O sr. Jair Bolsonaro disse que, como não entende de economia, vai chamar os funcionários da Petrobras para que expliquem porque os preços são altos e ainda precisam subir.

Vamos dar algumas explicações ao “Mito”, para que ele não fique tendo de proclamar seguidamente sua ignorância.

Petróleo é uma commodity, que é como chamamos aquelas mercadorias onde o preço internacional é quem manda. Ou, pelo menos, é assim na ótica do “livre mercado”, aquele que, como Deus, está “acima de tudo”.

Se a soja sobe no mercado internacional, o óleo de soja sobe no Brasil. Idem o açúcar, o café, o minério de ferro….

Ah, mas isso acontece porque somos exportadores destas matérias primas. “Seu” Jair, informe-se: somos exportadores de petróleo, também. Ano passado, foram 1,12 milhões de barris por dia, na média, em exportações, ou 40% de toda a produção nacional.

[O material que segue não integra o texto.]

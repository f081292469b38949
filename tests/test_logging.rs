//! Tests for logging configuration parsing and span helpers

use finance_analyst::observability::logging::{parse_level, LogFormat};
use finance_analyst::{llm_span, task_span};
use tracing::Level;

#[test]
fn test_log_format_parse() {
    assert!(matches!(LogFormat::parse("json"), LogFormat::Json));
    assert!(matches!(LogFormat::parse("PRETTY"), LogFormat::Pretty));
    assert!(matches!(LogFormat::parse("Compact"), LogFormat::Compact));
}

#[test]
fn test_log_format_unknown_defaults_to_json() {
    assert!(matches!(LogFormat::parse(""), LogFormat::Json));
    assert!(matches!(LogFormat::parse("xml"), LogFormat::Json));
    assert!(matches!(LogFormat::parse("  pretty  "), LogFormat::Json));
}

#[test]
fn test_parse_level() {
    assert_eq!(parse_level("error"), Level::ERROR);
    assert_eq!(parse_level("WARN"), Level::WARN);
    assert_eq!(parse_level("Debug"), Level::DEBUG);
    assert_eq!(parse_level("trace"), Level::TRACE);
    assert_eq!(parse_level("verbose"), Level::INFO);
}

#[test]
fn test_span_macros_accept_fields() {
    let task = task_span!(task_type = "risk_classification", context_chars = 42);
    let llm = llm_span!(provider = "mock", model = "mock-model", max_retries = 2);

    // No subscriber is installed, so both spans are disabled but well-formed
    let _task_guard = task.enter();
    let _llm_guard = llm.enter();
}
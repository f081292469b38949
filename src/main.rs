//! Finance Analyst - Main Entry Point
//!
//! `run` serves the HTTP surface, `config` validates a configuration file,
//! and `ask` runs a single task from the command line.

use clap::{Parser, Subcommand};
use finance_analyst::agent::TaskDispatcher;
use finance_analyst::config::AnalystConfig;
use finance_analyst::llm::provider::LlmProvider;
use finance_analyst::llm::providers::{OpenAiConfig, OpenAiProvider};
use finance_analyst::observability::{init_cli_logging, init_default_logging};
use finance_analyst::protocol::TaskRequest;
use finance_analyst::transport::{serve, ServerState};
use std::net::{IpAddr, SocketAddr};
use std::path::{Path, PathBuf};
use std::process;
use std::sync::Arc;
use tokio::signal;
use tracing::{error, info};

/// 10-K financial analyst agent
#[derive(Parser)]
#[command(name = "finance-analyst")]
#[command(about = "LLM-backed 10-K analyst: risk classification, business summary, consistency check")]
#[command(version)]
struct Cli {
    /// Configuration file path
    #[arg(short, long, value_name = "FILE")]
    config: Option<PathBuf>,

    /// Verbose logging (ask and config commands)
    #[arg(short, long, action = clap::ArgAction::Count)]
    verbose: u8,

    #[command(subcommand)]
    command: Commands,
}

#[derive(Subcommand)]
enum Commands {
    /// Serve the HTTP API
    Run {
        /// Override [server].host
        #[arg(long)]
        host: Option<String>,
        /// Override [server].port
        #[arg(long)]
        port: Option<u16>,
    },
    /// Validate configuration
    Config {
        /// Show current configuration
        #[arg(long)]
        show: bool,
    },
    /// Run one task and print the JSON result
    Ask {
        /// Task type, e.g. risk_classification
        #[arg(long)]
        task: String,
        /// Company context, or @path to read it from a file
        #[arg(long)]
        context: String,
        /// Auxiliary data as key=value, e.g. prior_risks=@risks.txt
        #[arg(long = "aux", value_name = "KEY=VALUE")]
        aux: Vec<String>,
    },
}

#[tokio::main]
async fn main() {
    let cli = Cli::parse();

    match cli.command {
        Commands::Run { .. } => init_default_logging(),
        _ => init_cli_logging(cli.verbose),
    }

    let config = match load_configuration(cli.config.as_deref()) {
        Ok(config) => config,
        Err(e) => {
            error!("Failed to load configuration: {}", e);
            eprintln!("Failed to load configuration: {e}");
            process::exit(1);
        }
    };

    let result = match cli.command {
        Commands::Run { host, port } => run_server(config, host, port).await,
        Commands::Config { show } => handle_config_command(&config, show),
        Commands::Ask { task, context, aux } => ask(&config, task, &context, &aux).await,
    };

    if let Err(e) = result {
        error!("Command failed: {}", e);
        eprintln!("{e}");
        process::exit(1);
    }
}

fn load_configuration(config_path: Option<&Path>) -> Result<AnalystConfig, Box<dyn std::error::Error>> {
    if let Some(path) = config_path {
        info!("Loading configuration from: {}", path.display());
        return Ok(AnalystConfig::load_from_file(path)?);
    }

    for path_str in ["analyst.toml", "config/analyst.toml"] {
        let path = PathBuf::from(path_str);
        if path.exists() {
            info!("Loading configuration from: {}", path.display());
            return Ok(AnalystConfig::load_from_file(&path)?);
        }
    }

    Err("No configuration file found. Provide one with -c/--config or create analyst.toml".into())
}

/// Provider factory for creating LLM providers from configuration
struct LlmProviderFactory;

impl LlmProviderFactory {
    fn create_provider(
        config: &AnalystConfig,
    ) -> Result<Arc<dyn LlmProvider>, Box<dyn std::error::Error>> {
        match config.llm.provider.as_str() {
            "openai" | "openrouter" => {
                let api_key = config.get_llm_api_key()?;
                let provider_config = OpenAiConfig::from_section(&config.llm, api_key)
                    .with_app_title(config.agent.name.clone());
                Ok(Arc::new(OpenAiProvider::new(provider_config)?))
            }
            provider => Err(format!("Unsupported LLM provider: {provider}").into()),
        }
    }
}

async fn run_server(
    mut config: AnalystConfig,
    host: Option<String>,
    port: Option<u16>,
) -> Result<(), Box<dyn std::error::Error>> {
    if let Some(host) = host {
        config.server.host = host;
    }
    if let Some(port) = port {
        config.server.port = port;
    }

    info!(
        agent_id = %config.agent.id,
        provider = %config.llm.provider,
        model = %config.llm.model,
        "Starting finance analyst v{}",
        env!("CARGO_PKG_VERSION")
    );

    let provider = LlmProviderFactory::create_provider(&config)?;
    let dispatcher = TaskDispatcher::from_config(&config, provider);
    let state = Arc::new(ServerState::new(&config, dispatcher));

    let ip: IpAddr = config
        .server
        .host
        .parse()
        .map_err(|e| format!("Invalid server.host '{}': {e}", config.server.host))?;
    let addr = SocketAddr::new(ip, config.server.port);

    serve(state, addr, shutdown_signal()).await?;

    info!("Application shutdown complete");
    Ok(())
}

/// Resolves on SIGINT or SIGTERM
async fn shutdown_signal() {
    let ctrl_c = async {
        if let Err(e) = signal::ctrl_c().await {
            error!("Failed to listen for SIGINT: {}", e);
            std::future::pending::<()>().await;
        }
    };

    #[cfg(unix)]
    let terminate = async {
        match signal::unix::signal(signal::unix::SignalKind::terminate()) {
            Ok(mut sigterm) => {
                sigterm.recv().await;
            }
            Err(e) => {
                error!("Failed to listen for SIGTERM: {}", e);
                std::future::pending::<()>().await;
            }
        }
    };

    #[cfg(not(unix))]
    let terminate = std::future::pending::<()>();

    tokio::select! {
        _ = ctrl_c => info!("Received SIGINT, shutting down gracefully..."),
        _ = terminate => info!("Received SIGTERM, shutting down gracefully..."),
    }
}

fn handle_config_command(config: &AnalystConfig, show: bool) -> Result<(), Box<dyn std::error::Error>> {
    if show {
        println!("{}", toml::to_string_pretty(config)?);
    }

    info!("Configuration validation complete");
    println!("Configuration is valid");
    Ok(())
}

/// Inline text, or the contents of a file when prefixed with `@`
fn read_text_argument(value: &str) -> Result<String, Box<dyn std::error::Error>> {
    match value.strip_prefix('@') {
        Some(path) => std::fs::read_to_string(path)
            .map_err(|e| format!("Failed to read {path}: {e}").into()),
        None => Ok(value.to_string()),
    }
}

async fn ask(
    config: &AnalystConfig,
    task: String,
    context: &str,
    aux: &[String],
) -> Result<(), Box<dyn std::error::Error>> {
    let mut request = TaskRequest::new(task, read_text_argument(context)?);
    for pair in aux {
        let (key, value) = pair
            .split_once('=')
            .ok_or_else(|| format!("Auxiliary data '{pair}' must be KEY=VALUE"))?;
        request = request.with_auxiliary(key.trim(), read_text_argument(value)?);
    }

    let provider = LlmProviderFactory::create_provider(config)?;
    let dispatcher = TaskDispatcher::from_config(config, provider);

    match dispatcher
        .handle_with_deadline(&request, config.server.request_deadline())
        .await
    {
        Ok(result) => {
            println!("{}", serde_json::to_string_pretty(&result)?);
            Ok(())
        }
        Err(e) => {
            println!("{}", serde_json::to_string_pretty(&e.to_error_response())?);
            Err(e.into())
        }
    }
}
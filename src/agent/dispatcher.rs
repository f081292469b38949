//! Task dispatcher
//!
//! Top-level entry point for one task: classify the request, build the
//! prompt, call the LLM, normalize the answer. The dispatcher owns no
//! mutable state, so one instance is shared by every concurrent request.

use crate::config::AnalystConfig;
use crate::error::DispatchError;
use crate::llm::client::{LlmCallOutcome, LlmClient, LlmOptions};
use crate::llm::provider::LlmProvider;
use crate::observability::metrics::metrics;
use crate::processing::prompt::PromptBuilder;
use crate::processing::response_parser::ResponseParser;
use crate::protocol::messages::{TaskRequest, TaskResult, TaskType};
use std::sync::Arc;
use std::time::{Duration, Instant};
use tracing::{debug, info, trace, warn, Instrument};
use uuid::Uuid;

/// Stateless task dispatcher
#[derive(Clone)]
pub struct TaskDispatcher {
    llm: LlmClient,
    supported: Vec<TaskType>,
}

impl TaskDispatcher {
    /// Dispatcher declaring every known task type
    pub fn new(llm: LlmClient) -> Self {
        Self::with_supported(llm, TaskType::ALL.to_vec())
    }

    pub fn with_supported(llm: LlmClient, supported: Vec<TaskType>) -> Self {
        Self { llm, supported }
    }

    /// Build from configuration around an already constructed provider
    pub fn from_config(config: &AnalystConfig, provider: Arc<dyn LlmProvider>) -> Self {
        let llm = LlmClient::new(provider, LlmOptions::from(&config.llm));
        Self::with_supported(llm, config.supported_task_types())
    }

    pub fn supported_task_types(&self) -> &[TaskType] {
        &self.supported
    }

    pub fn llm(&self) -> &LlmClient {
        &self.llm
    }

    /// Map the request's task name to a declared task type. No inference.
    pub fn classify(&self, task_type: &str) -> Result<TaskType, DispatchError> {
        TaskType::parse(task_type)
            .filter(|parsed| self.supported.contains(parsed))
            .ok_or_else(|| DispatchError::unknown_task_type(task_type))
    }

    /// Handle one request, bounded only by the LLM client's own policy
    pub async fn handle(&self, request: &TaskRequest) -> Result<TaskResult, DispatchError> {
        self.handle_inner(request, None).await
    }

    /// Handle one request, aborting the outstanding LLM call once `deadline` expires
    pub async fn handle_with_deadline(
        &self,
        request: &TaskRequest,
        deadline: Duration,
    ) -> Result<TaskResult, DispatchError> {
        self.handle_inner(request, Some(deadline)).await
    }

    async fn handle_inner(
        &self,
        request: &TaskRequest,
        deadline: Option<Duration>,
    ) -> Result<TaskResult, DispatchError> {
        let request_id = Uuid::new_v4();
        let span = crate::task_span!(
            request_id = %request_id,
            task_type = %request.task_type,
            context_chars = request.company_context.len()
        );

        async move {
            let started = Instant::now();
            let _in_flight = metrics().task_received();

            let result = self.dispatch(request, deadline).await;
            let elapsed = started.elapsed();

            match &result {
                Ok(task_result) => {
                    metrics().task_completed(task_result.task_type(), elapsed);
                    info!(
                        duration_ms = elapsed.as_millis() as u64,
                        "Task completed"
                    );
                }
                Err(e) => {
                    metrics().task_failed(e.code(), elapsed);
                    warn!(
                        code = e.code().as_str(),
                        duration_ms = elapsed.as_millis() as u64,
                        "Task failed: {}",
                        e
                    );
                }
            }
            result
        }
        .instrument(span)
        .await
    }

    async fn dispatch(
        &self,
        request: &TaskRequest,
        deadline: Option<Duration>,
    ) -> Result<TaskResult, DispatchError> {
        let task_type = self.classify(&request.task_type)?;

        let prompt = PromptBuilder::build(
            task_type,
            &request.company_context,
            &request.auxiliary_data,
        );
        trace!(prompt = %prompt.text(), "Built prompt");

        let outcome = match deadline {
            Some(deadline) => {
                let options = self.llm.options().with_deadline(deadline);
                // Dropping the call future cancels the in-flight request
                tokio::time::timeout(deadline, self.llm.complete_with(prompt.to_messages(), &options))
                    .await
                    .map_err(|_| DispatchError::deadline_exceeded(task_type, deadline.as_millis()))?
            }
            None => self.llm.complete(prompt.to_messages()).await,
        };

        let raw_text = match outcome {
            LlmCallOutcome::Success(raw_text) => raw_text,
            LlmCallOutcome::Failure(failure) => {
                return Err(DispatchError::llm_unavailable(task_type, failure));
            }
        };

        debug!(raw_chars = raw_text.len(), "Parsing model output");
        Ok(ResponseParser::parse(task_type, &raw_text)?)
    }
}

O preço internacional está muito acima do que estava há três ou quatro anos, entre outras razões porque as sanções econômicas dos EUA à Venezuela – estas que o senhor apóia incondicionalmente –  reduziram a exportação de petróleo daquele país e, portanto, fizeram o barril aumentar de preço. Aumentar, não, dobrar, de 2016 para cá.

A outra razão, presidente, é que reduzimos a produção interna de derivados, deixando nossas refinarias com mais de 25% de capacidade, um índice que, poucos anos atrás, era de míseros 2%.

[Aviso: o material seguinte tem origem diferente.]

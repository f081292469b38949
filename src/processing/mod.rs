//! Prompt construction and response normalization
//!
//! Both halves are pure and synchronous; the only I/O in a task's life is
//! the LLM call between them.

pub mod prompt;
pub mod response_parser;
pub mod schema;

pub use prompt::{Prompt, PromptBuilder};
pub use response_parser::{FieldMatch, ParseFailure, ResponseParser};
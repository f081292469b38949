//! Inbound transport
//!
//! The dispatcher itself is transport-agnostic; this module exposes it over
//! HTTP with warp.

pub mod http;

pub use http::{routes, serve, ServerState};
//! End-to-end dispatcher behavior with a scripted LLM backend

use finance_analyst::agent::TaskDispatcher;
use finance_analyst::error::DispatchError;
use finance_analyst::llm::client::{FailureReason, LlmClient};
use finance_analyst::llm::provider::{CompletionRequest, LlmError};
use finance_analyst::protocol::{BusinessSummary, ErrorCode, TaskRequest, TaskResult, TaskType};
use finance_analyst::testing::mocks::{MockLlmProvider, MockReply};
use serde_json::json;
use std::sync::Arc;
use std::time::{Duration, Instant};


use test_helpers::{dispatcher_with, fast_options};

fn user_turn(request: &CompletionRequest) -> &str {
    request
        .messages
        .last()
        .map(|message| message.content.as_str())
        .unwrap_or_default()
}

#[tokio::test]
async fn test_risk_classification_from_json_answer() {
    let provider = Arc::new(MockLlmProvider::single_response(
        r#"{"risk_classification": ["Credit Risk", "Liquidity Risk"]}"#,
    ));
    let dispatcher = dispatcher_with(provider.clone());

    let result = dispatcher
        .handle(&TaskRequest::new(
            "risk_classification",
            "Regional lender funding long mortgages with short deposits",
        ))
        .await
        .unwrap();

    assert_eq!(
        result,
        TaskResult::RiskClassification {
            risk_classification: vec!["Credit Risk".to_string(), "Liquidity Risk".to_string()],
        }
    );
    assert_eq!(provider.call_count(), 1);
}

#[tokio::test]
async fn test_business_summary_from_fenced_json() {
    let provider = Arc::new(MockLlmProvider::single_response(
        "Here you go:\n```json\n{\"industry\": \"Semiconductors\", \"products\": \"GPUs and networking\", \"geography\": \"Global\"}\n```",
    ));

    let result = dispatcher_with(provider)
        .handle(&TaskRequest::new("business_summary", "Chip designer"))
        .await
        .unwrap();

    assert_eq!(
        serde_json::to_value(&result).unwrap(),
        json!({
            "task": "business_summary",
            "business_summary": {
                "industry": "Semiconductors",
                "products": "GPUs and networking",
                "geography": "Global"
            }
        })
    );
}

#[tokio::test]
async fn test_partial_business_summary_fills_unknown() {
    let provider = Arc::new(MockLlmProvider::single_response("Industry: Banking"));

    let result = dispatcher_with(provider)
        .handle(&TaskRequest::new("business_summary", "A regional bank"))
        .await
        .unwrap();

    assert_eq!(
        result,
        TaskResult::BusinessSummary {
            business_summary: BusinessSummary {
                industry: "Banking".to_string(),
                products: "Unknown".to_string(),
                geography: "Unknown".to_string(),
            },
        }
    );
}

#[tokio::test]
async fn test_consistency_check_sends_prior_risks() {
    let provider = Arc::new(MockLlmProvider::single_response(
        r#"{"consistency_check": ["Crypto Exposure"]}"#,
    ));
    let dispatcher = dispatcher_with(provider.clone());

    let request = TaskRequest::new("consistency_check", "Community bank with farm loans")
        .with_auxiliary("prior_risks", "Credit Risk\nCrypto Exposure");
    let result = dispatcher.handle(&request).await.unwrap();

    assert_eq!(
        result,
        TaskResult::ConsistencyCheck {
            consistency_check: vec!["Crypto Exposure".to_string()],
        }
    );

    let sent = provider.last_request().unwrap();
    let prompt = user_turn(&sent);
    assert!(prompt.contains("Community bank with farm loans"));
    assert!(prompt.contains("Crypto Exposure"));
}

#[tokio::test]
async fn test_consistency_check_none_answer_is_empty_list() {
    let provider = Arc::new(MockLlmProvider::single_response(
        "None. Every prior risk is supported by the context.",
    ));

    let result = dispatcher_with(provider)
        .handle(
            &TaskRequest::new("consistency_check", "Bank")
                .with_auxiliary("prior_risks", "Credit Risk"),
        )
        .await
        .unwrap();

    assert_eq!(
        result,
        TaskResult::ConsistencyCheck {
            consistency_check: vec![],
        }
    );
}

#[tokio::test]
async fn test_unknown_task_makes_no_llm_call() {
    let provider = Arc::new(MockLlmProvider::single_response("unused"));
    let dispatcher = dispatcher_with(provider.clone());

    let error = dispatcher
        .handle(&TaskRequest::new("valuation", "Some company"))
        .await
        .unwrap_err();

    assert_eq!(error, DispatchError::unknown_task_type("valuation"));
    assert_eq!(error.code(), ErrorCode::UnknownTaskType);
    assert_eq!(error.http_status(), 400);
    assert_eq!(provider.call_count(), 0);
}

#[tokio::test]
async fn test_task_type_match_is_exact() {
    let provider = Arc::new(MockLlmProvider::single_response("1. Credit Risk"));
    let dispatcher = dispatcher_with(provider.clone());

    for name in ["Risk_Classification", " risk_classification", "risk classification"] {
        let error = dispatcher
            .handle(&TaskRequest::new(name, "Bank"))
            .await
            .unwrap_err();
        assert_eq!(error.code(), ErrorCode::UnknownTaskType, "{name:?}");
    }
    assert_eq!(provider.call_count(), 0);
}

#[tokio::test]
async fn test_undeclared_task_is_unknown() {
    let provider = Arc::new(MockLlmProvider::single_response("1. Credit Risk"));
    let dispatcher = TaskDispatcher::with_supported(
        LlmClient::new(provider.clone(), fast_options()),
        vec![TaskType::BusinessSummary],
    );

    let error = dispatcher
        .handle(&TaskRequest::new("risk_classification", "Bank"))
        .await
        .unwrap_err();

    assert_eq!(error.code(), ErrorCode::UnknownTaskType);
    assert_eq!(provider.call_count(), 0);
}

#[tokio::test]
async fn test_backend_failure_is_llm_unavailable() {
    let provider = Arc::new(MockLlmProvider::with_failure());

    let error = dispatcher_with(provider.clone())
        .handle(&TaskRequest::new("business_summary", "Bank"))
        .await
        .unwrap_err();

    match &error {
        DispatchError::LlmUnavailable {
            task_type, reason, ..
        } => {
            assert_eq!(*task_type, TaskType::BusinessSummary);
            assert_eq!(*reason, FailureReason::Non2xx);
        }
        other => panic!("Expected LlmUnavailable, got {:?}", other),
    }
    assert_eq!(error.http_status(), 503);
    // Authentication failures are not retried
    assert_eq!(provider.call_count(), 1);
}

#[tokio::test]
async fn test_transient_failures_are_retried() {
    let provider = Arc::new(MockLlmProvider::scripted(vec![
        MockReply::Error(LlmError::RateLimitExceeded("429".to_string())),
        MockReply::Error(LlmError::NetworkError("connection reset".to_string())),
        MockReply::Text("1. Market Risk".to_string()),
    ]));

    let result = dispatcher_with(provider.clone())
        .handle(&TaskRequest::new("risk_classification", "Broker-dealer"))
        .await
        .unwrap();

    assert_eq!(
        result,
        TaskResult::RiskClassification {
            risk_classification: vec!["Market Risk".to_string()],
        }
    );
    assert_eq!(provider.call_count(), 3);
}

#[tokio::test]
async fn test_empty_completion_is_parse_failure() {
    let provider = Arc::new(MockLlmProvider::scripted(vec![MockReply::NoContent]));

    let error = dispatcher_with(provider)
        .handle(&TaskRequest::new("consistency_check", "Bank"))
        .await
        .unwrap_err();

    assert_eq!(error.code(), ErrorCode::ParseFailure);
    assert_eq!(error.task_type(), Some(TaskType::ConsistencyCheck));
    assert_eq!(error.http_status(), 502);
}

#[tokio::test]
async fn test_empty_risk_answer_gets_default_label() {
    let provider = Arc::new(MockLlmProvider::scripted(vec![MockReply::NoContent]));

    let result = dispatcher_with(provider)
        .handle(&TaskRequest::new("risk_classification", ""))
        .await
        .unwrap();

    match result {
        TaskResult::RiskClassification {
            risk_classification,
        } => assert_eq!(risk_classification, vec!["Unclassified Risk".to_string()]),
        other => panic!("Expected risk classification, got {:?}", other),
    }
}

#[tokio::test]
async fn test_deadline_aborts_hanging_backend() {
    let provider = Arc::new(MockLlmProvider::hanging());
    let dispatcher = dispatcher_with(provider);

    let started = Instant::now();
    let error = dispatcher
        .handle_with_deadline(
            &TaskRequest::new("risk_classification", "Bank"),
            Duration::from_millis(150),
        )
        .await
        .unwrap_err();

    assert!(started.elapsed() < Duration::from_secs(2));
    assert!(matches!(
        error,
        DispatchError::LlmUnavailable {
            reason: FailureReason::Timeout,
            ..
        }
    ));
    assert_eq!(error.http_status(), 504);
}

#[tokio::test]
async fn test_concurrent_requests_stay_independent() {
    let provider = Arc::new(MockLlmProvider::with_responder(|request| {
        let prompt = user_turn(request);
        let company = prompt
            .split_whitespace()
            .find(|word| word.starts_with("ACME"))
            .unwrap_or("ACME?")
            .to_string();
        let delay = Duration::from_millis((company.len() as u64 * 7) % 40);
        MockReply::Delayed(
            delay,
            json!({ "risk_classification": [format!("{company} Risk")] }).to_string(),
        )
    }));
    let dispatcher = dispatcher_with(provider.clone());

    let requests: Vec<TaskRequest> = (0..12)
        .map(|i| TaskRequest::new("risk_classification", format!("ACME{i} makes things")))
        .collect();

    let results = futures::future::join_all(
        requests.iter().map(|request| dispatcher.handle(request)),
    )
    .await;

    for (i, result) in results.into_iter().enumerate() {
        assert_eq!(
            result.unwrap(),
            TaskResult::RiskClassification {
                risk_classification: vec![format!("ACME{i} Risk")],
            }
        );
    }
    assert_eq!(provider.call_count(), 12);
}

#[tokio::test]
async fn test_error_body_shape() {
    let provider = Arc::new(MockLlmProvider::single_response("unused"));

    let error = dispatcher_with(provider)
        .handle(&TaskRequest::new("stock_tips", "Bank"))
        .await
        .unwrap_err();

    let body = serde_json::to_value(error.to_error_response()).unwrap();
    assert_eq!(body["error"]["code"], "unknown_task_type");
    assert!(body["error"]["message"]
        .as_str()
        .unwrap()
        .contains("stock_tips"));
}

A importação de combustíveis, não sei se o senhor sabe, é livre e o Brasil passou a importar, por agentes privados, cerca de 20% do diesel que consumimos. A preço, claro, de mercado internacional.

A política de preços da Petrobras facilita isso e ela, que quer vender as refinarias, “nem tchum”. Operando a plena capacidade elas valem mais e aí é mais difícil vender.

Há outras razões, várias outras – por exemplo, a necessidade de gerar caixa e liquidar antecipadamente dívidas, reduzindo a alavancagem e melhorando o rating da companhia e a de colocar os lucros da empresa nas alturas – R$ 25,8 bilhoes, ano passado – para encher os bolsos de seus acionistas, o Governo Federal entre eles.

A turma do seu “Posto Ipiranga” quer é vender combustível caro e por isso, em matéria de aumento de preço. não hesitam em impor “quilômetros de desvantagem” aos brasileiros.